BEGIN Dataset

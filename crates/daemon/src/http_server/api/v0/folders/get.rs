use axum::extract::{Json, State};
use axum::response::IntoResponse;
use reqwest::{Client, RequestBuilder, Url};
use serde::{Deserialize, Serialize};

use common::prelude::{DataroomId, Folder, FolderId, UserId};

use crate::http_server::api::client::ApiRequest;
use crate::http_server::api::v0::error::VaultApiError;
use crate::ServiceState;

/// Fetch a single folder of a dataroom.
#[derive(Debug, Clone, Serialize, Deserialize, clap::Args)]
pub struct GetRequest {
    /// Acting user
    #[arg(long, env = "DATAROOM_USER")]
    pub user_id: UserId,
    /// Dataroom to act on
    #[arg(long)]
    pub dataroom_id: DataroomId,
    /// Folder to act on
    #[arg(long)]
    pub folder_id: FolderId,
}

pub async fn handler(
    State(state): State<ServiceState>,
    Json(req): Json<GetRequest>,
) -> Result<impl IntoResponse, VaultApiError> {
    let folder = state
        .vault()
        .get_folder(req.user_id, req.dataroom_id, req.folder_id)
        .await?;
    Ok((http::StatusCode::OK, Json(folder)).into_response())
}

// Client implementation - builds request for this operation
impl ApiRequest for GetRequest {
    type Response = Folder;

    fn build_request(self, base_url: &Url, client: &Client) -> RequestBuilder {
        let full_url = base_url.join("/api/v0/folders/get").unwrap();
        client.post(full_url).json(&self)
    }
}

END Dataset
BEGIN Dataset

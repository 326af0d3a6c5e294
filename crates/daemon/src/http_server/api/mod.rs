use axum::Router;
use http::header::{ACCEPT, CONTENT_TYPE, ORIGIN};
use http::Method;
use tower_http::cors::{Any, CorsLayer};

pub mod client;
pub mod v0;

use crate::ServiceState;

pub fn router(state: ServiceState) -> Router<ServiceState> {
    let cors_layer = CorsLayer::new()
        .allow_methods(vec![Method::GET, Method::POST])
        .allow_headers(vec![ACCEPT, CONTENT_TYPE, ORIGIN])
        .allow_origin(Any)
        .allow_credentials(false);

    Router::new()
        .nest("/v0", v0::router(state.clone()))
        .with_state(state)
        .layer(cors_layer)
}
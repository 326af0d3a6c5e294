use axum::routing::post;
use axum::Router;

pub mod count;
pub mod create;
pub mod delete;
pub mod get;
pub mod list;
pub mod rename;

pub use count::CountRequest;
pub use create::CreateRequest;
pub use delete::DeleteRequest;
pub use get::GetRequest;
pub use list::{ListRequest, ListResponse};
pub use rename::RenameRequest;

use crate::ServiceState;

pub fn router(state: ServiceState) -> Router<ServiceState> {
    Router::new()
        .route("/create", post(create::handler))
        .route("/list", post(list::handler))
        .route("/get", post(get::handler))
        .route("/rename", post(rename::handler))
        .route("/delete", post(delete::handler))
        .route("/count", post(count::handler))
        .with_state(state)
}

END Dataset

■ What is expected: Answer with nothing but the count of lines in the entries that hold the word "create".

■ Exercise answer: 3